Exercise in exact copying. Transcribe every entry that follows, word for word.

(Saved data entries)
|---|

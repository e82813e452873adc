//! Benchmarks for ROI negotiation and strided resampling
//!
//! Run with: cargo bench

use criterion::{black_box, criterion_group, criterion_main, BenchmarkId, Criterion, Throughput};
use ndarray::ArrayD;
use volpipe::{
    decimate, ArraySource, Coordinate, DownSample, PipelineBuilder, Request, Roi, ScaleFactor,
    Volume,
};

fn roi(offset: &[i64], shape: &[i64]) -> Roi {
    Roi::from_slices(offset, shape).unwrap()
}

fn volume(extent: &Roi) -> Volume {
    let shape = extent.shape().to_usize_vec().unwrap();
    Volume::from_array(
        ArrayD::<f32>::ones(shape),
        extent.offset().clone(),
        Coordinate::ones(extent.dims()),
    )
    .unwrap()
}

fn bench_center_preserving_scale(c: &mut Criterion) {
    let request = roi(&[-3, 17, 250], &[33, 64, 64]);
    let uniform = ScaleFactor::uniform(2);
    let anisotropic = ScaleFactor::per_axis([1, 3, 3]);

    c.bench_function("center_preserving_scale/uniform", |b| {
        b.iter(|| black_box(&request).center_preserving_scale(black_box(&uniform)))
    });
    c.bench_function("center_preserving_scale/per_axis", |b| {
        b.iter(|| black_box(&request).center_preserving_scale(black_box(&anisotropic)))
    });
}

fn bench_decimate(c: &mut Criterion) {
    let mut group = c.benchmark_group("decimate");

    for side in [32i64, 64, 128] {
        let extent = roi(&[0, 0, 0], &[side, side, side]);
        let input = volume(&extent);
        let factor = ScaleFactor::uniform(2);
        let target = roi(&[0, 0, 0], &[side / 2, side / 2, side / 2]);

        group.throughput(Throughput::Elements((side * side * side) as u64));
        group.bench_with_input(BenchmarkId::from_parameter(side), &side, |b, _| {
            b.iter(|| decimate(black_box(&input), &extent, &factor, &target).unwrap())
        });
    }

    group.finish();
}

fn bench_request_batch(c: &mut Criterion) {
    let extent = roi(&[-64, -64, -64], &[128, 128, 128]);
    let source = ArraySource::new("memory").with_volume("raw", volume(&extent));
    let pipeline = PipelineBuilder::new(source)
        .node(DownSample::single("raw", 2u32, "raw_2").unwrap())
        .node(DownSample::single("raw_2", 2u32, "raw_4").unwrap())
        .build()
        .unwrap();

    let request = Request::new()
        .with("raw", roi(&[0, 0, 0], &[16, 16, 16]))
        .with("raw_4", roi(&[-4, -4, -4], &[8, 8, 8]));

    c.bench_function("request_batch/two_levels", |b| {
        b.iter(|| pipeline.request_batch(black_box(&request)).unwrap())
    });
}

criterion_group!(
    benches,
    bench_center_preserving_scale,
    bench_decimate,
    bench_request_batch
);
criterion_main!(benches);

|---|

*REPLY*.
repository e82813e452873adc
//! Benchmarks for ROI negotiation and strided resampling
//!
//! Run with: cargo bench

use criterion::{black_box, criterion_group, criterion_main, BenchmarkId, Criterion, Throughput};
use ndarray::ArrayD;
use volpipe::{
    decimate, ArraySource, Coordinate, DownSample, PipelineBuilder, Request, Roi, ScaleFactor,
    Volume,
};

fn roi(offset: &[i64], shape: &[i64]) -> Roi {
    Roi::from_slices(offset, shape).unwrap()
}

fn volume(extent: &Roi) -> Volume {
    let shape = extent.shape().to_usize_vec().unwrap();
    Volume::from_array(
        ArrayD::<f32>::ones(shape),
        extent.offset().clone(),
        Coordinate::ones(extent.dims()),
    )
    .unwrap()
}

fn bench_center_preserving_scale(c: &mut Criterion) {
    let request = roi(&[-3, 17, 250], &[33, 64, 64]);
    let uniform = ScaleFactor::uniform(2);
    let anisotropic = ScaleFactor::per_axis([1, 3, 3]);

    c.bench_function("center_preserving_scale/uniform", |b| {
        b.iter(|| black_box(&request).center_preserving_scale(black_box(&uniform)))
    });
    c.bench_function("center_preserving_scale/per_axis", |b| {
        b.iter(|| black_box(&request).center_preserving_scale(black_box(&anisotropic)))
    });
}

fn bench_decimate(c: &mut Criterion) {
    let mut group = c.benchmark_group("decimate");

    for side in [32i64, 64, 128] {
        let extent = roi(&[0, 0, 0], &[side, side, side]);
        let input = volume(&extent);
        let factor = ScaleFactor::uniform(2);
        let target = roi(&[0, 0, 0], &[side / 2, side / 2, side / 2]);

        group.throughput(Throughput::Elements((side * side * side) as u64));
        group.bench_with_input(BenchmarkId::from_parameter(side), &side, |b, _| {
            b.iter(|| decimate(black_box(&input), &extent, &factor, &target).unwrap())
        });
    }

    group.finish();
}

fn bench_request_batch(c: &mut Criterion) {
    let extent = roi(&[-64, -64, -64], &[128, 128, 128]);
    let source = ArraySource::new("memory").with_volume("raw", volume(&extent));
    let pipeline = PipelineBuilder::new(source)
        .node(DownSample::single("raw", 2u32, "raw_2").unwrap())
        .node(DownSample::single("raw_2", 2u32, "raw_4").unwrap())
        .build()
        .unwrap();

    let request = Request::new()
        .with("raw", roi(&[0, 0, 0], &[16, 16, 16]))
        .with("raw_4", roi(&[-4, -4, -4], &[8, 8, 8]));

    c.bench_function("request_batch/two_levels", |b| {
        b.iter(|| pipeline.request_batch(black_box(&request)).unwrap())
    });
}

criterion_group!(
    benches,
    bench_center_preserving_scale,
    bench_decimate,
    bench_request_batch
);
criterion_main!(benches);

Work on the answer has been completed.